Monty owns 50 shares and Breda owns 50. Breda is a nurse and apart from being a director of the company has nothing to do with it. In fact, she hates the place and resents all the time that Monty slaves away in there. Time that could be better spent sipping cocktails at their favourite bar in Sorrento. She’d even settle for a meal out in Leighlinbridge at this stage. Monty would like more time to play golf and take more holidays, but he can’t get the staff. And when he does get them, they can’t stick the pace.

The company has been in business a long time and is profitable, making on average €200,000 a year. And that’s after Monty’s six-figure salary and €50,000 pension contribution. Monty loves golf and is itching to get back out on the course after a recent hand injury. He even bought a new green blazer after watching The Masters on Sky over the weekend. He can’t wait to show it off in the clubhouse after the President’s Fourball.

Sell the Business

Monty will be 56 next week and he thinks the time is right to either sell the business or pass it on to his son Tom. Tom is working there for the last 2 years and gets on well with customers and staff too. Monty gives Reg a shout and they meet to see what the company is worth and to discuss a sale or transfer to Tom.

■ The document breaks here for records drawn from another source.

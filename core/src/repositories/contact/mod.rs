//! Contact message repository contract and test double.

mod mock;
mod repository;

pub use mock::MockContactRepository;
pub use repository::ContactRepository;
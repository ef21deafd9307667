//! User repository trait defining the interface for principal lookup.

use async_trait::async_trait;

use crate::domain::entities::user::User;
use crate::errors::DomainError;

/// Repository trait for looking up users at login time
///
/// Users are provisioned outside this core, so the contract is read-only:
/// the login flow only ever needs a lookup by unique username.
#[async_trait]
pub trait UserRepository: Send + Sync {
    /// Find a user by their unique username
    ///
    /// # Arguments
    /// * `username` - The login name to look up
    ///
    /// # Returns
    /// * `Ok(Some(User))` - User found
    /// * `Ok(None)` - No user with that username
    /// * `Err(DomainError)` - Storage failure
    async fn find_by_username(&self, username: &str) -> Result<Option<User>, DomainError>;
}
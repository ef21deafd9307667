use actix_web::{web, HttpResponse};
use validator::Validate;

use folio_core::repositories::{ContactRepository, UserRepository};

use crate::dto::contact_dto::{ContactRequest, ContactResponse};
use crate::handlers::error::{handle_domain_error, validation_error_response};
use crate::routes::AppState;

/// Handler for POST /contact (open to anonymous callers)
///
/// Persists the message and returns it with its server-assigned id and
/// timestamp. The notification attempt triggered by the save runs on its
/// own task and never influences this response.
///
/// # Responses
/// - 201 Created: the persisted record
/// - 400 Bad Request: validation failure
/// - 500 Internal Server Error: persistence failure, nothing kept
pub async fn submit<U, C>(
    state: web::Data<AppState<U, C>>,
    request: web::Json<ContactRequest>,
) -> HttpResponse
where
    U: UserRepository + 'static,
    C: ContactRepository + 'static,
{
    if let Err(errors) = request.validate() {
        return validation_error_response(errors);
    }

    log::info!("contact message received from {}", request.email);

    match state
        .contact_service
        .submit(&request.name, &request.email, &request.message)
        .await
    {
        Ok(saved) => HttpResponse::Created().json(ContactResponse::from(saved)),
        Err(error) => handle_domain_error(error),
    }
}
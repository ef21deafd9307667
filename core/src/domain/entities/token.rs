//! Token claims for JWT-based authentication.

use chrono::{Duration, Utc};
use serde::{Deserialize, Serialize};

/// Access token lifetime in seconds (1 hour)
pub const ACCESS_TOKEN_EXPIRY_SECS: i64 = 3600;

/// JWT issuer
pub const JWT_ISSUER: &str = "folio-backend";

/// Claims structure for the JWT payload
///
/// Tokens are stateless: validity is fully determined by the signature and
/// the `exp` claim at verification time. There is no server-side revocation.
#[derive(Debug, Clone, PartialEq, Eq, Serialize, Deserialize)]
pub struct Claims {
    /// Subject (username)
    pub sub: String,

    /// Role assigned at issuance, exactly one per token
    pub role: String,

    /// Issued at timestamp
    pub iat: i64,

    /// Expiration timestamp
    pub exp: i64,

    /// Issuer
    pub iss: String,
}

impl Claims {
    /// Creates new claims for an access token
    ///
    /// # Arguments
    ///
    /// * `subject` - The authenticated username
    /// * `role` - The role claim carried by the token
    ///
    /// # Returns
    ///
    /// A new `Claims` instance expiring exactly `ACCESS_TOKEN_EXPIRY_SECS`
    /// after issuance
    pub fn new_access_token(subject: &str, role: &str) -> Self {
        let now = Utc::now();
        let expiry = now + Duration::seconds(ACCESS_TOKEN_EXPIRY_SECS);

        Self {
            sub: subject.to_string(),
            role: role.to_string(),
            iat: now.timestamp(),
            exp: expiry.timestamp(),
            iss: JWT_ISSUER.to_string(),
        }
    }

    /// Checks if the claims have expired
    pub fn is_expired(&self) -> bool {
        Utc::now().timestamp() >= self.exp
    }
}
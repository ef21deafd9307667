//! Access gate middleware enforcing the per-route authorization policy.
//!
//! Authorization is data-driven: the gate is constructed with an explicit
//! policy table mapping `(method, path)` to an access requirement, and
//! evaluates it before dispatch. A route marked open admits anonymous
//! requests, but a bearer token that IS present gets its signature and
//! expiry checked regardless of the route's policy; only the role check is
//! skipped for open routes.
//!
//! Verification is pure: the gate holds the process-wide `TokenService` and
//! no per-session state.

use actix_web::{
    body::EitherBody,
    dev::{Service, ServiceRequest, ServiceResponse, Transform},
    error::ErrorUnauthorized,
    http::{header::AUTHORIZATION, Method},
    Error, FromRequest, HttpMessage, HttpRequest,
};
use futures_util::future::LocalBoxFuture;
use std::{
    future::{ready, Ready},
    rc::Rc,
    sync::Arc,
    task::{Context, Poll},
};

use folio_core::domain::entities::user::UserRole;
use folio_core::errors::TokenError;
use folio_core::services::token::TokenService;

use crate::handlers::error::{forbidden_error, unauthorized_error};

/// Access requirement for a route
#[derive(Debug, Clone, PartialEq, Eq)]
pub enum Access {
    /// Anonymous access allowed; role check skipped
    Open,
    /// A verified token whose role claim is in the set is required
    Roles(Vec<UserRole>),
}

/// Explicit per-route authorization policy
///
/// Routes not present in the table are treated as open so they fall
/// through to the 404 handler instead of answering 401.
#[derive(Debug, Default)]
pub struct PolicyTable {
    rules: Vec<(Method, String, Access)>,
}

impl PolicyTable {
    /// Create an empty table
    pub fn new() -> Self {
        Self { rules: Vec::new() }
    }

    /// Register a rule for a method and path
    pub fn route(mut self, method: Method, path: &str, access: Access) -> Self {
        self.rules.push((method, normalize(path).to_string(), access));
        self
    }

    /// Look up the requirement for a request
    pub fn access_for(&self, method: &Method, path: &str) -> Access {
        let path = normalize(path);
        self.rules
            .iter()
            .find(|(m, p, _)| m == method && p == path)
            .map(|(_, _, access)| access.clone())
            .unwrap_or(Access::Open)
    }
}

/// Strips a trailing slash so `/contact/` and `/contact` share a rule
fn normalize(path: &str) -> &str {
    if path.len() > 1 {
        path.trim_end_matches('/')
    } else {
        path
    }
}

/// Verified principal claims injected into requests that carried a token
#[derive(Debug, Clone)]
pub struct AuthContext {
    /// Subject of the verified token
    pub username: String,
    /// Role carried by the token
    pub role: UserRole,
}

/// Extractor for handlers on protected routes
impl FromRequest for AuthContext {
    type Error = Error;
    type Future = Ready<Result<Self, Self::Error>>;

    fn from_request(req: &HttpRequest, _: &mut actix_web::dev::Payload) -> Self::Future {
        let result = req
            .extensions()
            .get::<AuthContext>()
            .cloned()
            .ok_or_else(|| ErrorUnauthorized("Authentication required"));

        ready(result)
    }
}

/// Access gate middleware factory
pub struct AccessGate {
    token_service: Arc<TokenService>,
    policy: Arc<PolicyTable>,
}

impl AccessGate {
    /// Creates a gate over the given verifier and policy table
    pub fn new(token_service: Arc<TokenService>, policy: Arc<PolicyTable>) -> Self {
        Self {
            token_service,
            policy,
        }
    }
}

impl<S, B> Transform<S, ServiceRequest> for AccessGate
where
    S: Service<ServiceRequest, Response = ServiceResponse<B>, Error = Error> + 'static,
    S::Future: 'static,
    B: 'static,
{
    type Response = ServiceResponse<EitherBody<B>>;
    type Error = Error;
    type InitError = ();
    type Transform = AccessGateMiddleware<S>;
    type Future = Ready<Result<Self::Transform, Self::InitError>>;

    fn new_transform(&self, service: S) -> Self::Future {
        ready(Ok(AccessGateMiddleware {
            service: Rc::new(service),
            token_service: Arc::clone(&self.token_service),
            policy: Arc::clone(&self.policy),
        }))
    }
}

/// Access gate middleware service
pub struct AccessGateMiddleware<S> {
    service: Rc<S>,
    token_service: Arc<TokenService>,
    policy: Arc<PolicyTable>,
}

impl<S, B> Service<ServiceRequest> for AccessGateMiddleware<S>
where
    S: Service<ServiceRequest, Response = ServiceResponse<B>, Error = Error> + 'static,
    S::Future: 'static,
    B: 'static,
{
    type Response = ServiceResponse<EitherBody<B>>;
    type Error = Error;
    type Future = LocalBoxFuture<'static, Result<Self::Response, Self::Error>>;

    fn poll_ready(&self, ctx: &mut Context<'_>) -> Poll<Result<(), Self::Error>> {
        self.service.poll_ready(ctx)
    }

    fn call(&self, req: ServiceRequest) -> Self::Future {
        let service = Rc::clone(&self.service);
        let token_service = Arc::clone(&self.token_service);
        let policy = Arc::clone(&self.policy);

        Box::pin(async move {
            let access = policy.access_for(req.method(), req.path());

            match extract_bearer_token(&req) {
                None => {
                    if matches!(access, Access::Roles(_)) {
                        let err = unauthorized_error("Authentication required");
                        return Ok(req.error_response(err).map_into_right_body());
                    }
                    // Anonymous request on an open route; no claims.
                }
                Some(token) => {
                    // Signature and expiry always run when a token is
                    // present, open route or not.
                    let claims = match token_service.verify(&token) {
                        Ok(claims) => claims,
                        Err(err) => {
                            let err = match err {
                                TokenError::Expired => unauthorized_error("Token expired"),
                                _ => unauthorized_error("Invalid token"),
                            };
                            return Ok(req.error_response(err).map_into_right_body());
                        }
                    };

                    let role = UserRole::parse(&claims.role);
                    if let Access::Roles(required) = &access {
                        if !role.is_some_and(|r| required.contains(&r)) {
                            return Ok(req.error_response(forbidden_error()).map_into_right_body());
                        }
                    }

                    if let Some(role) = role {
                        req.extensions_mut().insert(AuthContext {
                            username: claims.sub,
                            role,
                        });
                    }
                }
            }

            service
                .call(req)
                .await
                .map(ServiceResponse::map_into_left_body)
        })
    }
}

/// Extracts the bearer token from the Authorization header
fn extract_bearer_token(req: &ServiceRequest) -> Option<String> {
    req.headers()
        .get(AUTHORIZATION)?
        .to_str()
        .ok()?
        .strip_prefix("Bearer ")
        .map(|s| s.to_string())
}

#[cfg(test)]
mod tests {
    use super::*;
    use actix_web::test::TestRequest;

    #[test]
    fn test_extract_bearer_token() {
        let req = TestRequest::default()
            .insert_header((AUTHORIZATION, "Bearer test_token_123"))
            .to_srv_request();
        assert_eq!(extract_bearer_token(&req), Some("test_token_123".to_string()));

        let req_no_bearer = TestRequest::default()
            .insert_header((AUTHORIZATION, "test_token_123"))
            .to_srv_request();
        assert_eq!(extract_bearer_token(&req_no_bearer), None);

        let req_no_header = TestRequest::default().to_srv_request();
        assert_eq!(extract_bearer_token(&req_no_header), None);
    }

    #[test]
    fn policy_lookup_matches_method_and_path() {
        let policy = PolicyTable::new()
            .route(Method::POST, "/contact", Access::Open)
            .route(Method::GET, "/contact", Access::Roles(vec![UserRole::Admin]));

        assert_eq!(policy.access_for(&Method::POST, "/contact"), Access::Open);
        assert_eq!(
            policy.access_for(&Method::GET, "/contact"),
            Access::Roles(vec![UserRole::Admin])
        );
        // Trailing slash shares the rule.
        assert_eq!(
            policy.access_for(&Method::GET, "/contact/"),
            Access::Roles(vec![UserRole::Admin])
        );
    }

    #[test]
    fn unlisted_routes_are_open() {
        let policy = PolicyTable::new();
        assert_eq!(policy.access_for(&Method::GET, "/nope"), Access::Open);
    }
}
use chrono::{DateTime, Utc};
use serde::{Deserialize, Serialize};
use uuid::Uuid;
use validator::Validate;

use folio_core::domain::entities::contact::ContactMessage;

/// Body of POST /contact
///
/// There is deliberately no timestamp field; `created_at` is always
/// assigned server-side.
#[derive(Debug, Clone, Serialize, Deserialize, Validate)]
pub struct ContactRequest {
    #[validate(length(min = 1, max = 120))]
    pub name: String,
    #[validate(email)]
    pub email: String,
    #[validate(length(min = 1, max = 5000))]
    pub message: String,
}

/// A persisted contact message as returned to clients
#[derive(Debug, Clone, Serialize, Deserialize)]
pub struct ContactResponse {
    pub id: Uuid,
    pub name: String,
    pub email: String,
    pub message: String,
    pub created_at: DateTime<Utc>,
}

impl From<ContactMessage> for ContactResponse {
    fn from(message: ContactMessage) -> Self {
        Self {
            // Persisted messages always carry an id; the nil fallback only
            // guards the type, it is unreachable after a successful save.
            id: message.id.unwrap_or_else(Uuid::nil),
            name: message.name,
            email: message.email,
            message: message.message,
            created_at: message.created_at,
        }
    }
}
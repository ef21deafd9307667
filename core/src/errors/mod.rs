//! Domain-specific error types and error handling.

use chrono::{DateTime, Utc};
use serde::{Deserialize, Serialize};
use thiserror::Error;

/// Token-related errors
#[derive(Error, Debug, Clone, PartialEq, Eq)]
pub enum TokenError {
    #[error("Token expired")]
    Expired,

    #[error("Token signature verification failed")]
    InvalidSignature,

    #[error("Invalid token format")]
    InvalidFormat,

    #[error("Token generation failed")]
    GenerationFailed,
}

/// Core domain errors
#[derive(Error, Debug)]
pub enum DomainError {
    /// Bad or missing credential at login, or absent token at the gate.
    /// Deliberately carries no detail: the response must not distinguish an
    /// unknown user from a wrong password.
    #[error("Unauthorized")]
    Unauthorized,

    /// Valid token, insufficient role
    #[error("Forbidden")]
    Forbidden,

    #[error("Resource not found: {resource}")]
    NotFound { resource: String },

    /// Persistence layer failure; never retried by this core
    #[error("Storage error: {message}")]
    Storage { message: String },

    #[error("Configuration error: {message}")]
    Config { message: String },

    #[error("Internal error: {message}")]
    Internal { message: String },

    #[error(transparent)]
    Token(#[from] TokenError),
}

pub type DomainResult<T> = Result<T, DomainError>;

impl DomainError {
    /// Stable machine-readable code for API responses
    pub fn error_code(&self) -> &'static str {
        match self {
            DomainError::Unauthorized => "unauthorized",
            DomainError::Forbidden => "forbidden",
            DomainError::NotFound { .. } => "not_found",
            DomainError::Storage { .. } => "storage_error",
            DomainError::Config { .. } => "configuration_error",
            DomainError::Internal { .. } => "internal_error",
            DomainError::Token(TokenError::Expired) => "token_expired",
            DomainError::Token(_) => "invalid_token",
        }
    }
}

/// Unified error response body for API responses
#[derive(Debug, Serialize, Deserialize)]
pub struct ErrorResponse {
    /// Error code for programmatic handling
    pub error: String,
    /// Human-readable error message
    pub message: String,
    /// Timestamp when the error occurred
    pub timestamp: DateTime<Utc>,
}

impl ErrorResponse {
    /// Create a new error response
    pub fn new(error: impl ToString, message: impl ToString) -> Self {
        Self {
            error: error.to_string(),
            message: message.to_string(),
            timestamp: Utc::now(),
        }
    }
}
//! # Folio Core
//!
//! Core business logic and domain layer for the Folio portfolio backend.
//! This crate contains domain entities, business services, repository
//! interfaces, and error types that form the foundation of the application
//! architecture.

pub mod domain;
pub mod errors;
pub mod repositories;
pub mod services;

// Re-export commonly used types for convenience
pub use domain::*;
pub use errors::*;
pub use repositories::*;
pub use services::*;
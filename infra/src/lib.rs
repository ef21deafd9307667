//! # Infrastructure Layer
//!
//! Concrete collaborators behind the core's repository and notifier traits:
//!
//! - **Store**: in-memory repositories (the persistence collaborator; a
//!   database-backed implementation would slot in behind the same traits)
//! - **Mail**: outbound email delivery through the Resend HTTP API, plus a
//!   no-op dispatcher for environments without mail credentials

pub mod mail;
pub mod store;
use crossterm::event::{KeyCode, KeyEvent, KeyModifiers, MouseButton, MouseEvent, MouseEventKind};
use ratatui::layout::{Position, Rect};
use skipper_core::model::Skip;

use crate::app::{App, View};
use crate::ui;

#[derive(Debug, Clone)]
pub(crate) enum Action {
    None,
    Quit,
    /// Throw the view away and fetch the skips again
    Reload,
    /// Hand the confirmed skip to the checkout collaborator
    Checkout(Skip),
}

pub(crate) fn handle_key_event(key: KeyEvent, app: &mut App, screen: Rect) -> Action {
    use KeyCode::{Char, Down, Enter, Esc, Left, Right, Up};

    // Global quit shortcuts
    if key.code == Char('c') && key.modifiers.contains(KeyModifiers::CONTROL) {
        return Action::Quit;
    }
    if key.code == Char('q') && key.modifiers.is_empty() {
        return Action::Quit;
    }

    let mut action = Action::None;

    match app.view() {
        View::Loading => {}

        View::Failed => {
            if matches!(key.code, Enter | Char('r')) {
                action = Action::Reload;
            }
        }

        View::Ready if app.modal_is_open() => match key.code {
            Enter | Char('p') => {
                if let Some(skip) = app.proceed_to_checkout() {
                    action = Action::Checkout(skip);
                }
            }
            Esc | Char('b') => {
                app.close_modal();
            }
            _ => {}
        },

        View::Ready => {
            let [_, content_area, _] = ui::screen_layout(screen);
            let row_stride = isize::try_from(ui::grid_columns(content_area.width)).unwrap_or(1);

            match key.code {
                Left | Char('h') => app.move_focus(-1),
                Right | Char('l') => app.move_focus(1),
                Up | Char('k') => app.move_focus(-row_stride),
                Down | Char('j') => app.move_focus(row_stride),
                Enter | Char(' ') => app.toggle_focused(),
                Char('c') => {
                    app.continue_to_checkout();
                }
                Char('x') => app.change_selection(),
                _ => {}
            }
        }
    }
    action
}

/// A left click anywhere on a card toggles that card.
pub(crate) fn handle_mouse_event(mouse: MouseEvent, app: &mut App, screen: Rect) -> Action {
    if mouse.kind != MouseEventKind::Down(MouseButton::Left)
        || app.view() != View::Ready
        || app.modal_is_open()
    {
        return Action::None;
    }

    let position = Position::new(mouse.column, mouse.row);
    let clicked = ui::card_areas(screen, app)
        .into_iter()
        .find(|(_, area)| area.contains(position))
        .map(|(index, _)| index);

    if let Some(index) = clicked {
        app.focus(index);
        app.toggle_focused();
    }
    Action::None
}
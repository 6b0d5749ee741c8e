//! Price calculation for skip offers.

use std::fmt::Display;

use crate::model::Skip;

/// Currency symbol used when displaying prices.
pub const CURRENCY_SYMBOL: &str = "£";

/// Total price including VAT, rounded to whole currency units.
///
/// Halves round away from zero, which for non-negative prices is round-half-up.
#[must_use]
pub fn total_price(skip: &Skip) -> i64 {
    round_to_units(skip.price_before_vat * (1.0 + skip.vat / 100.0))
}

/// VAT share of the total price, rounded to whole currency units.
#[must_use]
pub fn vat_amount(skip: &Skip) -> i64 {
    round_to_units(skip.price_before_vat * skip.vat / 100.0)
}

/// Render an amount with the fixed currency symbol, e.g. `£720`.
#[must_use]
pub fn format_price<T: Display>(amount: T) -> String {
    format!("{CURRENCY_SYMBOL}{amount}")
}

#[expect(
    clippy::cast_possible_truncation,
    reason = "skip prices are far below the i64 range"
)]
fn round_to_units(amount: f64) -> i64 {
    amount.round() as i64
}
//! Card projection of a single skip offer.

use std::mem;

use ratatui::{
    prelude::*,
    widgets::{Block, BorderType, Borders, Paragraph, Wrap},
};
use skipper_core::{
    model::{Skip, SkipId},
    pricing::format_price,
};

/// Rows a card occupies in the grid, borders included.
pub(crate) const CARD_HEIGHT: u16 = 10;

#[derive(Debug, Clone, Copy, PartialEq, Eq)]
pub(crate) enum BadgeKind {
    HirePeriod,
    RoadAllowed,
    NoRoadPlacement,
    HeavyWaste,
}

impl BadgeKind {
    fn color(self) -> Color {
        match self {
            BadgeKind::HirePeriod => Color::Blue,
            BadgeKind::RoadAllowed => Color::Green,
            BadgeKind::NoRoadPlacement => Color::Yellow,
            BadgeKind::HeavyWaste => Color::Magenta,
        }
    }
}

#[derive(Debug, Clone, PartialEq, Eq)]
pub(crate) struct Badge {
    pub kind: BadgeKind,
    pub label: String,
}

/// Everything a card shows, derived from a skip and its selection flag.
#[derive(Debug, Clone, PartialEq, Eq)]
pub(crate) struct SkipCardView {
    pub id: SkipId,
    pub title: String,
    pub area: String,
    pub price: String,
    pub capacity: String,
    pub postcode: String,
    pub badges: Vec<Badge>,
    pub is_selected: bool,
}

impl SkipCardView {
    pub(crate) fn new(skip: &Skip, is_selected: bool) -> Self {
        let mut badges = vec![Badge {
            kind: BadgeKind::HirePeriod,
            label: format!("{} days hire", skip.hire_period_days),
        }];

        badges.push(if skip.allowed_on_road {
            Badge {
                kind: BadgeKind::RoadAllowed,
                label: "Road placement allowed".to_owned(),
            }
        } else {
            Badge {
                kind: BadgeKind::NoRoadPlacement,
                label: "No road placement".to_owned(),
            }
        });

        if skip.allows_heavy_waste {
            badges.push(Badge {
                kind: BadgeKind::HeavyWaste,
                label: "Heavy waste accepted".to_owned(),
            });
        }

        Self {
            id: skip.id.clone(),
            title: format!("{} Yard Skip", skip.size),
            area: skip.area.clone(),
            price: format_price(skip.price_before_vat),
            capacity: format!("{} cubic yards", skip.size),
            postcode: skip.postcode.clone(),
            badges,
            is_selected,
        }
    }

    /// Draw the card. `is_focused` marks keyboard focus, which is not selection.
    pub(crate) fn render(&self, frame: &mut Frame<'_>, area: Rect, is_focused: bool) {
        let (border_type, border_style) = if self.is_selected {
            (
                BorderType::Thick,
                Style::default()
                    .fg(Color::LightBlue)
                    .add_modifier(Modifier::BOLD),
            )
        } else if is_focused {
            (BorderType::Rounded, Style::default().fg(Color::Yellow))
        } else {
            (BorderType::Rounded, Style::default().fg(Color::DarkGray))
        };

        let mut block = Block::default()
            .borders(Borders::ALL)
            .border_type(border_type)
            .border_style(border_style)
            .title(Line::from(self.title.as_str()).bold().left_aligned());
        if self.is_selected {
            block = block.title(Line::from(" ✔ ").bold().fg(Color::LightBlue).right_aligned());
        }

        let inner_width = usize::from(area.width.saturating_sub(2));

        let mut lines = vec![
            Line::from(Span::styled(
                self.price.as_str(),
                Style::default()
                    .fg(Color::LightBlue)
                    .add_modifier(Modifier::BOLD),
            )),
            Line::from(Span::styled(self.area.as_str(), Style::default().fg(Color::Gray))),
            Line::from(vec![
                Span::styled("Capacity: ", Style::default().add_modifier(Modifier::BOLD)),
                Span::raw(self.capacity.as_str()),
            ]),
            Line::from(Span::styled(
                "Features:",
                Style::default().add_modifier(Modifier::BOLD),
            )),
        ];
        lines.extend(badge_lines(&self.badges, inner_width));
        lines.push(Line::from(vec![
            Span::styled("Postcode: ", Style::default().fg(Color::Gray)),
            Span::raw(self.postcode.as_str()),
        ]));

        let mut paragraph = Paragraph::new(lines)
            .block(block)
            .wrap(Wrap { trim: false });
        if self.is_selected {
            paragraph = paragraph.style(Style::default().bg(Color::Rgb(20, 30, 60)));
        }

        frame.render_widget(paragraph, area);
    }
}

/// Pack badges into lines no wider than `width`, never splitting a badge.
fn badge_lines(badges: &[Badge], width: usize) -> Vec<Line<'static>> {
    let mut lines = Vec::new();
    let mut spans: Vec<Span<'static>> = Vec::new();
    let mut used = 0;

    for badge in badges {
        let text = format!(" {} ", badge.label);
        let badge_width = text.chars().count();
        if !spans.is_empty() && used + 1 + badge_width > width {
            lines.push(Line::from(mem::take(&mut spans)));
            used = 0;
        }
        if !spans.is_empty() {
            spans.push(Span::raw(" "));
            used += 1;
        }
        spans.push(Span::styled(
            text,
            Style::default().fg(Color::Black).bg(badge.kind.color()),
        ));
        used += badge_width;
    }
    if !spans.is_empty() {
        lines.push(Line::from(spans));
    }
    lines
}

Reg runs some numbers and comes up with a draft valuation of €900,000. Monty wants to know that if he sells the business, for that number, what would he be left with? Reg knows his tax reliefs and knows that Breda will pay Capital Gains Tax on her share at 33%

Sales proceeds Monty €450,000
Less cost of shares €50
Gain €449,950
CGT 33% €148,484
Retirement Relief €148,484
CGT Payable €0

 

Sales proceeds Breda €450,000
Less cost of shares €50
Gain €449,950
Less Personal exemption €1,270
Taxable Gain €448,680
CGT 33% €148,064
Retirement Relief €0
CGT Payable €148,064

 

Ok, so of the €900,000 they’ll have €752,000 left after taxes. Monty thinks that amount is lower than he’d like. He has €200,000 in savings and would love to have the security of having a million. Would be nice to let the boys know in the golf club too.

Reg’s Advice

Reg had advised him to transfer Breda’s shares to him a few years back and he asks the question nervously.

“Reg what tax would I pay if I did what you told me to do a few years ago and transferred Breda’s shares to me?”

Seventy-five thousand euros. So, that’s a tax saving of €73,000. Monty is kicking himself and won’t be telling the lads in the clubhouse about that one. He then asks Reg if it would have been expensive to do that at the time. Reg thinks about it. The answer is no. About €300 to do the paperwork. There would be no

  • CGT and
  • No Stamp Duty

Monty moves on to talk about the Champions League final. He thinks Monty’s got a raw deal.

Retirement Relief

Shareholdings and tax relief go hand in hand. The reliefs are there to reward entrepreneurs who manage and run businesses. There’s an active involvement in the business piece and that’s why Breda didn’t get any CGT relief.

On a sale to a third-party the Retirement Relief [RR] threshold is €750,000. Provided the sales proceeds are €750,000 or less and you meet the conditions there’s no CGT to pay. To qualify you must be

  1. Over 55 and
  2. Own the shares for at least 10 years and
  3. Be a working director for at least 10 years of which 5 years you must be a full-time working director and
  4. Own a certain percentage of shares.

An individual must own 25% of the shares to qualify. However, a person can own 10% of the shares once 75% of the company is owned by the individual and their family.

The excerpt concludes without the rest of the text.